*** Block opens ***
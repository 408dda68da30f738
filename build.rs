use std::env;
use std::fs::File;
use std::path::{Path, PathBuf};
use std::process::{Command, Stdio};

fn main() {
    println!("cargo:rerun-if-changed=bpf/");
    println!("cargo:rerun-if-changed=build.rs");

    // The kernel probe is only compiled for the `bpf` feature.
    if env::var_os("CARGO_FEATURE_BPF").is_none() {
        return;
    }

    // BPF compilation is Linux-only.
    if env::var("CARGO_CFG_TARGET_OS").unwrap_or_default() != "linux" {
        println!("cargo:warning=BPF compilation skipped on non-Linux target");
        return;
    }

    let out_dir = PathBuf::from(env::var("OUT_DIR").expect("OUT_DIR not set"));
    let manifest_dir =
        PathBuf::from(env::var("CARGO_MANIFEST_DIR").expect("CARGO_MANIFEST_DIR not set"));

    let bpf_src = manifest_dir.join("bpf/parrotty.bpf.c");
    let bpf_out = out_dir.join("parrotty.bpf.o");

    // Determine target architecture for BPF.
    let target_arch = match env::var("CARGO_CFG_TARGET_ARCH")
        .unwrap_or_default()
        .as_str()
    {
        "x86_64" => "x86",
        "aarch64" => "arm64",
        arch => {
            println!("cargo:warning=Unsupported BPF target arch: {arch}, defaulting to x86");
            "x86"
        }
    };

    let bpf_cflags = format!("-D__TARGET_ARCH_{target_arch}");

    let headers_dir = vmlinux_dir(&manifest_dir.join("bpf/headers"), &out_dir);

    let status = Command::new("clang")
        .args([
            "-O2",
            "-g",
            "-Wall",
            "-Werror",
            "-target",
            "bpf",
            &bpf_cflags,
            "-I",
            headers_dir.to_str().expect("valid path"),
            "-I",
            manifest_dir
                .join("bpf/include")
                .to_str()
                .expect("valid path"),
            "-c",
            bpf_src.to_str().expect("valid path"),
            "-o",
            bpf_out.to_str().expect("valid path"),
        ])
        .status()
        .expect("failed to execute clang - is it installed?");

    if !status.success() {
        eprintln!("BPF compilation failed with status: {status}");
        std::process::exit(1);
    }
}

/// Directory holding vmlinux.h: the checked-in copy if present, otherwise one
/// dumped from the running kernel's BTF with bpftool.
fn vmlinux_dir(checked_in: &Path, out_dir: &Path) -> PathBuf {
    if checked_in.join("vmlinux.h").exists() {
        return checked_in.to_path_buf();
    }

    let header = out_dir.join("vmlinux.h");
    let file = File::create(&header).expect("creating vmlinux.h");
    let status = Command::new("bpftool")
        .args(["btf", "dump", "file", "/sys/kernel/btf/vmlinux", "format", "c"])
        .stdout(Stdio::from(file))
        .status()
        .expect("failed to execute bpftool - is it installed?");

    if !status.success() {
        eprintln!("generating vmlinux.h failed with status: {status}");
        std::process::exit(1);
    }

    out_dir.to_path_buf()
}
*** Block closes ***
WORK INSTRUCTIONS: Only the number should be given: how many lines in the entries above contain the string "changed"?

RESULT FOR THIS TASK: 2